Don't y'all worry about George Gruhn in that video clip. While some of what he's speaking is truth, a lot of is pandering to his own business interests. After all, there's little margin with his business model in reselling a Norlin-era Gibson as it simply isn't collectible and therefore, he has little interest in doing so. As well, he has inherent bias to pump up the pre-Norlin Gibson and pre-CBS Fender guitars as these are good examples of his "bread'n'butter" inventory while dissing anything that came later.

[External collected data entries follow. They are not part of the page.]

// ── CMS content and content maps ──

use serde::{Deserialize, Serialize};
use strum::{Display, EnumString};

use super::entity::{BdsEntity, Reference, impl_entity};

/// How a content value is formatted. Picks the file extension for
/// Local/Remote content.
#[derive(
    Debug, Clone, Copy, PartialEq, Eq, Hash, Default, Serialize, Deserialize, Display, EnumString,
)]
#[serde(rename_all = "UPPERCASE")]
#[strum(serialize_all = "UPPERCASE")]
pub enum ContentType {
    #[default]
    Default,
    Html,
    Markdown,
}

impl ContentType {
    pub fn extension(self) -> &'static str {
        match self {
            Self::Markdown => "md",
            Self::Html => "html",
            Self::Default => "txt",
        }
    }
}

/// A single CMS content document.
#[derive(Debug, Clone, Default, PartialEq, Serialize, Deserialize)]
#[serde(default, rename_all = "camelCase")]
pub struct Content {
    #[serde(flatten)]
    pub entity: BdsEntity,
    #[serde(skip_serializing_if = "Option::is_none")]
    pub value: Option<String>,
    #[serde(skip_serializing_if = "Option::is_none")]
    pub content_type: Option<ContentType>,
    /// Sent as a string or a number depending on the backend version.
    #[serde(skip_serializing_if = "Option::is_none")]
    pub order: Option<serde_json::Value>,
}

/// One entry of a group's content map.
#[derive(Debug, Clone, Default, PartialEq, Serialize, Deserialize)]
#[serde(default, rename_all = "camelCase")]
pub struct ContentMapItem {
    #[serde(skip_serializing_if = "Option::is_none")]
    pub content: Option<Reference>,
    #[serde(skip_serializing_if = "Option::is_none")]
    pub name: Option<String>,
    #[serde(skip_serializing_if = "Option::is_none")]
    pub content_type: Option<ContentType>,
    #[serde(skip_serializing_if = "Option::is_none")]
    pub order: Option<i64>,
}

/// Stable ascending sort by `order`, missing orders counting as 0.
pub fn sort_content_map(map: &mut [ContentMapItem]) {
    map.sort_by_key(|item| item.order.unwrap_or(0));
}

impl_entity!(Content);

#[cfg(test)]
#[allow(clippy::unwrap_used)]
mod tests {
    use super::*;

    fn item(name: &str, order: Option<i64>) -> ContentMapItem {
        ContentMapItem {
            name: Some(name.into()),
            order,
            ..ContentMapItem::default()
        }
    }

    #[test]
    fn missing_order_sorts_as_zero_and_keeps_position() {
        let mut map = vec![item("two", Some(2)), item("none", None), item("zero", Some(0))];
        sort_content_map(&mut map);
        let names: Vec<_> = map.iter().map(|i| i.name.as_deref().unwrap()).collect();
        assert_eq!(names, ["none", "zero", "two"]);
    }

    #[test]
    fn content_type_uses_upper_case_on_the_wire() {
        let parsed: ContentType = serde_json::from_str("\"MARKDOWN\"").unwrap();
        assert_eq!(parsed, ContentType::Markdown);
        assert_eq!(parsed.extension(), "md");
        assert_eq!(ContentType::Html.to_string(), "HTML");
    }
}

While the Norlin-era Gibbies were hampered by spotty quality control and some downright bad business decisions, the fact remains that a lot of toneful tracks laid down in the 70's were recorded with perfectly fine examples of that very same era of instruments. Examples of outrageously good tone recorded with those godawful instruments - Jimmy McCulloch's solo on the live version of Wings' _Maybe I'm Amazed_ (mid-70's SG) or Stone the Crows' _Niagara (_early 70's medallion Firebird). So while George Gruhn's "collector" clients like Richard Gere might prefer to pay $29G for pre-CBS Strat or $100G for a LP Goldtop, those of us who live in the real world don't mind picking up 70's-era instruments for more realistic prices, particularly if they sound/play great (some of us actually use them).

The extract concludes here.